安住くんは、わたしを怒らなかった。真冬ちゃんが何も言わないなら、そういうことなんだろうって。だったら、真冬ちゃんはどういうつもりで……。
「べつに……必要もないので」
「あるよ。完全に真冬ちゃんが悪者って思われてる」
「家名先輩もね。でも間違ってないですよ」
「間違ってるよ。わたしだって……」
「ずるいって、さくら先輩は言いそうですね。それでいいじゃないですか」
「……良くない。真冬ちゃん、前も同じこと言ってた。本当のこと、話してよ。真冬ちゃんは、本当はどう思ってるの?」
ふいに、真冬ちゃんがこちらを向いた。
「さくら先輩こそ」
反射的なことだったのか、その言葉は先へ続かず、真冬ちゃんはあちらへ向き直ってしまう。
「なんでもないです」
「何、最後まで言ってよ」
自分の口調が少し荒くなったのを感じた。何かを聞けそうで、なのにはぐらかされて、わたしははっきりと苛立ちを覚えた。
「聞いてどうなるんですか」
安住くんと同じ質問だった。わたしに見えない部分で二人が繋がっているようで、それがまた苛立ちを積み重ねる。聞いてどうなる。そんなの――
「わかんないって」
言ったのと同時、わたしは立ち止まっていた。
「急に止まったらあぶな――」
振り向いた真冬ちゃんの両肩を、力任せにつかむ。
「わかんないって! だって何も聞いてないんだもん! 言ってくれなきゃ、どうなるかもどうしていいかもわかんないよ!」
「ちょっと、さくら先輩」
「なんなの、真冬ちゃんも、安住くんも、のらりくらり躱すようなことばっかり。話してくれなきゃ、わたしだって……」
「なんでそこで陽ちゃんが……」
「色が見えないって何? わたしそんなの聞いてない。何かの比喩表現? 分かりにくすぎるって。比喩でも何でもいいけど、どういうことが教えてよ。知らないのは、いや。何で安住くんが知ってて、わたしが知らないの? わたしだって、こんなに、こんなに、真冬ちゃんが……好きなのに」
最後の方はほとんど枯れた声になってしまった。喉の痛みで自分が何をしてるのか理解する。人混みの中、大声で叫ぶヒステリックな女に突き刺さる無数の視線。それでもまだ言い足りない。先を続けようとして、けれど喉が痛んで言葉が詰まる。喉は枯れ始めているのに、涙はあとからあとから零れて止まらなかった。
「じゃあ」
わたしが何も言えない隙間に、真冬ちゃんが言葉を落とす。それは、ずっと堰き止められていた水がついに一滴、地に落ち弾けたような言い方だった。
「それ、証明してくださいよ……」
「証明?」
「好きって……分かんないですよ、私だって、さくら先輩のことなんか、全然……」
真冬ちゃんの手が、わたしの手に重ねられる。相変わらず冷たい手。まだ寒さは残っているのに、また手袋を忘れたのだろうか。そんなことにも、今の今まで気付いていなかった。
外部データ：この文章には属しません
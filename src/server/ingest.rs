//! Ingestion endpoint handler.
//!
//! Runs the pipeline synchronously by default and returns per-event
//! outcomes. With `?mode=async` the raw request is spooled durably and a 202
//! is returned immediately; the drain task feeds it through the same
//! pipeline later.

use axum::body::Bytes;
use axum::extract::{Query, State};
use axum::http::{HeaderMap, StatusCode};
use axum::response::{IntoResponse, Response};
use axum::Json;
use serde::Deserialize;
use serde_json::json;
use tracing::{info, warn};

use super::AppState;
use crate::ingest::{EventOutcome, IngestRequest, Rejection};
use crate::worker::queue;

/// Header carrying the shop domain. The first event's `shopDomain` field is
/// the fallback.
pub const HEADER_SHOP_DOMAIN: &str = "x-shop-domain";
/// Header carrying the HMAC signature (`sha256=<hex>`).
pub const HEADER_SIGNATURE: &str = "x-relay-signature";

#[derive(Debug, Default, Deserialize)]
pub struct IngestQuery {
    #[serde(default)]
    pub mode: Option<String>,
}

/// Maps a pipeline rejection onto an HTTP response.
pub struct ApiRejection(pub Rejection);

impl From<Rejection> for ApiRejection {
    fn from(rejection: Rejection) -> Self {
        ApiRejection(rejection)
    }
}

impl IntoResponse for ApiRejection {
    fn into_response(self) -> Response {
        let status = match &self.0 {
            Rejection::UnknownShop | Rejection::InactiveShop => StatusCode::UNAUTHORIZED,
            Rejection::Malformed(_) | Rejection::MissingShopDomain => StatusCode::BAD_REQUEST,
            Rejection::SignatureRejected | Rejection::OriginRejected(_) => StatusCode::FORBIDDEN,
            Rejection::RateLimited => StatusCode::TOO_MANY_REQUESTS,
            Rejection::StoreUnavailable => StatusCode::SERVICE_UNAVAILABLE,
            Rejection::Internal(_) => StatusCode::INTERNAL_SERVER_ERROR,
        };
        (status, Json(json!({"error": self.0.to_string()}))).into_response()
    }
}

pub async fn ingest_handler(
    State(state): State<AppState>,
    Query(query): Query<IngestQuery>,
    headers: HeaderMap,
    body: Bytes,
) -> Result<Response, ApiRejection> {
    let shop_domain = header_value(&headers, HEADER_SHOP_DOMAIN);
    let origin = header_value(&headers, "origin");
    let referer = header_value(&headers, "referer");
    let signature = header_value(&headers, HEADER_SIGNATURE);

    if query.mode.as_deref() == Some("async") {
        return accept_async(&state, &body, shop_domain, origin, referer, signature);
    }

    let outcomes = state
        .pipeline()
        .ingest(IngestRequest {
            body: body.to_vec(),
            shop_domain,
            origin,
            referer,
            signature,
        })
        .await?;

    // A single stale event was silently dropped; nothing to report.
    if outcomes.iter().all(|o| *o == EventOutcome::Stale) {
        return Ok(StatusCode::NO_CONTENT.into_response());
    }

    // Every event hit the replay guard: the whole request is a replay.
    // Mixed batches stay 200 under the partial-success model.
    if outcomes.iter().all(|o| *o == EventOutcome::NonceReplayed) {
        return Ok((StatusCode::FORBIDDEN, Json(json!({"results": outcomes}))).into_response());
    }

    Ok((StatusCode::OK, Json(json!({"results": outcomes}))).into_response())
}

/// Spools the raw request for the drain task. Signature verification is
/// deferred to drain time, which is why the body is kept byte-exact.
fn accept_async(
    state: &AppState,
    body: &Bytes,
    shop_domain: Option<String>,
    origin: Option<String>,
    referer: Option<String>,
    signature: Option<String>,
) -> Result<Response, ApiRejection> {
    let body = String::from_utf8(body.to_vec())
        .map_err(|_| Rejection::Malformed("body is not UTF-8".into()))?;

    let request = queue::queued_request(body, shop_domain, origin, referer, signature);
    if let Err(err) = state.queue().enqueue(&request) {
        warn!(error = %err, "failed to spool async request");
        return Err(Rejection::Internal(err.to_string()).into());
    }

    info!(request_id = %request.id, "request spooled for async processing");
    Ok((
        StatusCode::ACCEPTED,
        Json(json!({"queued": true, "requestId": request.id})),
    )
        .into_response())
}

fn header_value(headers: &HeaderMap, name: &str) -> Option<String> {
    headers
        .get(name)
        .and_then(|v| v.to_str().ok())
        .map(str::to_string)
}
「聞いてないから分からないって、じゃあ、聞いたら分かるんですか? 言葉って、そんなに信用できますか?」
「それは……」
「結局、聞いたってなに考えてるか分からないじゃないですか。さくら先輩だって、だからたくさん秘密にしてるんでしょ? 宮藤先輩のことも、他のみんなのことも、なんにも分かんないから。私たちずっと友達だよって、その言葉が信じられないんですよね」
「そうだけど……そうだけど……わたしは、真冬ちゃんには話してるよ? 隠し事なんてしてないよ? だって、好きだから。わたしのこと知っていてほしいし、わたしは真冬ちゃんのこと知りたいと思って……」
さっきまで張り上げていた声が、みるみるうちに萎んでいく。真冬ちゃんの肩を掴む力も。一本ずつ、真冬ちゃんに手を引き剥がされた。
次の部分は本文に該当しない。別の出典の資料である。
//! Distributed TTL mutex over the shared store.
//!
//! Guarantees at-most-one concurrent execution of a named scheduled job
//! across horizontally-scaled instances. The lock record lives in the shared
//! store: `lock:<type>` → holder token, with a TTL so a crashed holder never
//! wedges the job forever.
//!
//! # Atomicity
//!
//! - `acquire` is a set-if-absent with expiry.
//! - `release` and `renew` are check-then-act against the holder token, run
//!   as a single atomic step in the store (a Lua script on Redis). Without
//!   this, a second instance could steal an about-to-expire lock mid-release.
//!
//! # Failure bias
//!
//! If the store itself is unreachable, acquisition fails closed: the job is
//! treated as not acquired. Duplicate scheduled runs are worse than skipped
//! ones; an external scheduler retries the whole invocation later.
//!
//! # State machine
//!
//! `unlocked → held(holder, expiry)` on acquire;
//! `held → held(holder, new expiry)` on renew by the same holder;
//! `held → unlocked` on release by the same holder or on natural TTL expiry.

use std::future::Future;
use std::time::Duration;

use thiserror::Error;
use tokio_util::sync::CancellationToken;
use tracing::{debug, warn};

use crate::store::{StoreError, StoreHandle};
use crate::types::{HolderToken, LockType};

/// Errors from lock operations.
#[derive(Debug, Error)]
pub enum LockError {
    /// The store backend failed; the lock state is unknown. Fail closed.
    #[error("lock backend error: {0}")]
    Backend(#[from] StoreError),
}

/// Result type for lock operations.
pub type Result<T> = std::result::Result<T, LockError>;

/// Outcome of an acquisition attempt.
///
/// Contention is a normal outcome, not an error: another holder legitimately
/// running the job is expected under horizontal scaling.
#[derive(Debug, PartialEq, Eq)]
pub enum AcquireOutcome {
    /// This holder now owns the lock.
    Acquired,
    /// Another holder owns the lock; `remaining` is its time to expiry.
    Held { remaining: Duration },
}

/// Outcome of a lock-guarded job run.
#[derive(Debug)]
pub enum JobOutcome<T> {
    /// The lock was acquired and the job ran to completion.
    Completed(T),
    /// The lock was held elsewhere; the job was skipped.
    Skipped { remaining: Duration },
}

/// The distributed mutex, parameterized by a shared store.
#[derive(Clone)]
pub struct DistributedLock {
    store: StoreHandle,
}

impl DistributedLock {
    pub fn new(store: StoreHandle) -> Self {
        Self { store }
    }

    /// Attempts to acquire `lock_type` for `holder` with the given TTL.
    ///
    /// On contention, returns the remaining TTL of the existing holder as a
    /// machine-readable reason. A remaining TTL of zero is reported as one
    /// millisecond so callers can distinguish "held" from "free".
    pub async fn acquire(
        &self,
        lock_type: LockType,
        holder: &HolderToken,
        ttl: Duration,
    ) -> Result<AcquireOutcome> {
        let key = lock_type.store_key();
        if self.store.set_if_absent(&key, holder.as_str(), ttl).await? {
            debug!(lock = %lock_type, holder = %holder, "lock acquired");
            return Ok(AcquireOutcome::Acquired);
        }

        let remaining = self
            .store
            .remaining_ttl(&key)
            .await?
            .unwrap_or(Duration::ZERO)
            .max(Duration::from_millis(1));
        debug!(lock = %lock_type, remaining_ms = remaining.as_millis() as u64, "lock held elsewhere");
        Ok(AcquireOutcome::Held { remaining })
    }

    /// Releases `lock_type` if `holder` currently owns it.
    ///
    /// Returns `true` if the lock was released. `false` means the lock had
    /// already expired or belongs to another holder; neither is an error.
    pub async fn release(&self, lock_type: LockType, holder: &HolderToken) -> Result<bool> {
        let released = self
            .store
            .compare_and_delete(&lock_type.store_key(), holder.as_str())
            .await?;
        debug!(lock = %lock_type, holder = %holder, released, "lock release");
        Ok(released)
    }

    /// Extends the TTL of `lock_type` if `holder` currently owns it.
    pub async fn renew(
        &self,
        lock_type: LockType,
        holder: &HolderToken,
        ttl: Duration,
    ) -> Result<bool> {
        self.store
            .compare_and_expire(&lock_type.store_key(), holder.as_str(), ttl)
            .await
            .map_err(LockError::from)
    }

    /// Runs `job` under the lock, releasing it on every exit path.
    ///
    /// A renewal timer fires at roughly half the TTL for jobs expected to
    /// outlive one TTL period. The lock is released after the job completes
    /// whether it succeeded or returned an error value; if the release
    /// itself fails (or the task is cancelled mid-job), the TTL reclaims
    /// the lock.
    pub async fn run_exclusive<F, T>(
        &self,
        lock_type: LockType,
        ttl: Duration,
        job: F,
    ) -> Result<JobOutcome<T>>
    where
        F: Future<Output = T>,
    {
        let holder = HolderToken::generate();

        match self.acquire(lock_type, &holder, ttl).await? {
            AcquireOutcome::Held { remaining } => return Ok(JobOutcome::Skipped { remaining }),
            AcquireOutcome::Acquired => {}
        }

        // Renew on a timer at half the TTL so long jobs keep ownership.
        let cancel = CancellationToken::new();
        let renew_handle = {
            let lock = self.clone();
            let holder = holder.clone();
            let cancel = cancel.clone();
            tokio::spawn(async move {
                let interval = ttl / 2;
                loop {
                    tokio::select! {
                        _ = cancel.cancelled() => break,
                        _ = tokio::time::sleep(interval) => {
                            match lock.renew(lock_type, &holder, ttl).await {
                                Ok(true) => {}
                                Ok(false) => {
                                    warn!(lock = %lock_type, "lock renewal lost ownership");
                                    break;
                                }
                                Err(err) => {
                                    warn!(lock = %lock_type, error = %err, "lock renewal failed");
                                    break;
                                }
                            }
                        }
                    }
                }
            })
        };

        let result = job.await;

        cancel.cancel();
        let _ = renew_handle.await;

        if let Err(err) = self.release(lock_type, &holder).await {
            // The TTL will reclaim the lock; nothing more to do here.
            warn!(lock = %lock_type, error = %err, "lock release failed");
        }

        Ok(JobOutcome::Completed(result))
    }
}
「それが嘘じゃないって、私はどうしたら納得できるんですか?」
「わたし、そんなに信用ならない?」
言いながら、一体どの口がとも思う。カモフラージュの彼氏を作り、裏で本命の子と付き合おうとする奴のどこに、信用に値する要素があるのだろう。けれど、好きな子に嘘つき扱いされたことへの苛立ちはどうしようもなかった。真冬ちゃんが好きな気持ちは、それを伝える言葉は、決して嘘なんかではなかったから。
言葉を返してくれない真冬ちゃんに、ついにわたしは言ってしまった。
「自分が嘘つきだからって、わたしを一緒にしないで」
最悪なことに。
自分の耳にも届いたその声は、吐き捨てるような響きを帯びていた。
口にした瞬間から後悔する。言葉が信用できないなら、今のも聞き流してほしい。
けれど、真冬ちゃんは傷ついたように目を伏せた。
遠く、由佳ちゃんと佐奈ちゃんが戻ってくるのが見える。なかなか追いつかないわたしたちを呼びに来たのだろう。近づきながら、こちらの様子がおかしいことに二人は気付いたみたいだ。迷惑をかけてしまった。頭の片隅ではその理解がありながら、それ以上のことを考えるのが億劫でしかたない。